[Saved data entries]
* * *

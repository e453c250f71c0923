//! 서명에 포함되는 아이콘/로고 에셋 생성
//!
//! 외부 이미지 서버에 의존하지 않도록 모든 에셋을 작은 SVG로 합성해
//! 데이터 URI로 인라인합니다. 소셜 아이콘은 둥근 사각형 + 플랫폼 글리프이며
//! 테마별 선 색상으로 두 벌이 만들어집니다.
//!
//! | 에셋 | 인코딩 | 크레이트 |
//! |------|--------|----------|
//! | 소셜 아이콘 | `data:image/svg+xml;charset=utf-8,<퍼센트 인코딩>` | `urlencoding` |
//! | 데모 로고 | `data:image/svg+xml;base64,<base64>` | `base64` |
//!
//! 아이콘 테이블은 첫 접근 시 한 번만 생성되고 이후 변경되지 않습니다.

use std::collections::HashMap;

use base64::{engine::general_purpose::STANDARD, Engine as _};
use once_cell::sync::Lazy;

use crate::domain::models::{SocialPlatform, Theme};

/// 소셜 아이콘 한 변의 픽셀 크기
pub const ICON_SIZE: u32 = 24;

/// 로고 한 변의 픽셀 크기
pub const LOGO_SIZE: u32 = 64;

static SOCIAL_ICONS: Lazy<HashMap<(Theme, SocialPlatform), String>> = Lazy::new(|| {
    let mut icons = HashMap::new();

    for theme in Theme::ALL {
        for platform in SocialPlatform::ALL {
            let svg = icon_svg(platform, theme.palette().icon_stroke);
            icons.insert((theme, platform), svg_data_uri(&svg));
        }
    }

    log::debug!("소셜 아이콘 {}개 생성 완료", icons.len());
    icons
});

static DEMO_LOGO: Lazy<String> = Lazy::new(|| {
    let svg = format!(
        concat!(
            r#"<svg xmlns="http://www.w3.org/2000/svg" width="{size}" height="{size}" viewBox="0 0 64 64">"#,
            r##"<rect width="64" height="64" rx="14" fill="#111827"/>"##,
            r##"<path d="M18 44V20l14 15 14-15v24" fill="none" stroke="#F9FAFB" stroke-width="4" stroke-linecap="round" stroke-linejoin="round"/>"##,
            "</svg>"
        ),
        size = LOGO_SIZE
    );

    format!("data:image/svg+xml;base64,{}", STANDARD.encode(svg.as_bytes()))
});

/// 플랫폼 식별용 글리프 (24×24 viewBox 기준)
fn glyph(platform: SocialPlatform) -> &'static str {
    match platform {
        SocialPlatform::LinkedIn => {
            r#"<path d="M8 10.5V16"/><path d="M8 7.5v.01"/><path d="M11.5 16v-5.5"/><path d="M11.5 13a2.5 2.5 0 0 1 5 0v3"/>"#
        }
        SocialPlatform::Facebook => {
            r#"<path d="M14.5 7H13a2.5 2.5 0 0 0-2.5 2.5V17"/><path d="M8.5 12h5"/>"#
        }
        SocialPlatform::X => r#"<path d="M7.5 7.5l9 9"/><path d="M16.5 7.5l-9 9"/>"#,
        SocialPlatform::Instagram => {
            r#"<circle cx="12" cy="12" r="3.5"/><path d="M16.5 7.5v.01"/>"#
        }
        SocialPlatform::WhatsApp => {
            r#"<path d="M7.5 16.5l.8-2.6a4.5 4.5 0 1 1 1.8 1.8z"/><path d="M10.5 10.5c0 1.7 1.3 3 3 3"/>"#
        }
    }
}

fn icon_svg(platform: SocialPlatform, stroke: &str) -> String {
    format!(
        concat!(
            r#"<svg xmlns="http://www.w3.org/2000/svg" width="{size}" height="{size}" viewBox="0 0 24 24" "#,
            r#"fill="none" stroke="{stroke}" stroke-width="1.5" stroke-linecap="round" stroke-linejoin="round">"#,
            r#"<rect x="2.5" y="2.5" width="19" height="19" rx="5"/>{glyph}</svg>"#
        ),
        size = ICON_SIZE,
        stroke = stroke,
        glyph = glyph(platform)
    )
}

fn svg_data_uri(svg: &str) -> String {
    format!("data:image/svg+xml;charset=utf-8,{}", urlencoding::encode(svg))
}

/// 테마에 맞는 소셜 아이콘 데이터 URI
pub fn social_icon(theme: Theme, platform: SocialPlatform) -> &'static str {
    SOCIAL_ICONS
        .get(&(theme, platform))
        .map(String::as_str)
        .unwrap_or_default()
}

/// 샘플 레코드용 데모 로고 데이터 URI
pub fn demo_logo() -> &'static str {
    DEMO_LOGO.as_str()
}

* * *

TRY IT » Every line in the entries above that has the word "SocialPlatform" should be identified and copied.

ANSWER BOX »
use crate::domain::models::{SocialPlatform, Theme};
static SOCIAL_ICONS: Lazy<HashMap<(Theme, SocialPlatform), String>> = Lazy::new(|| {
        for platform in SocialPlatform::ALL {
fn glyph(platform: SocialPlatform) -> &'static str {
        SocialPlatform::LinkedIn => {
        SocialPlatform::Facebook => {
        SocialPlatform::X => r#"<path d="M7.5 7.5l9 9"/><path d="M16.5 7.5l-9 9"/>"#,
        SocialPlatform::Instagram => {
        SocialPlatform::WhatsApp => {
fn icon_svg(platform: SocialPlatform, stroke: &str) -> String {
pub fn social_icon(theme: Theme, platform: SocialPlatform) -> &'static str {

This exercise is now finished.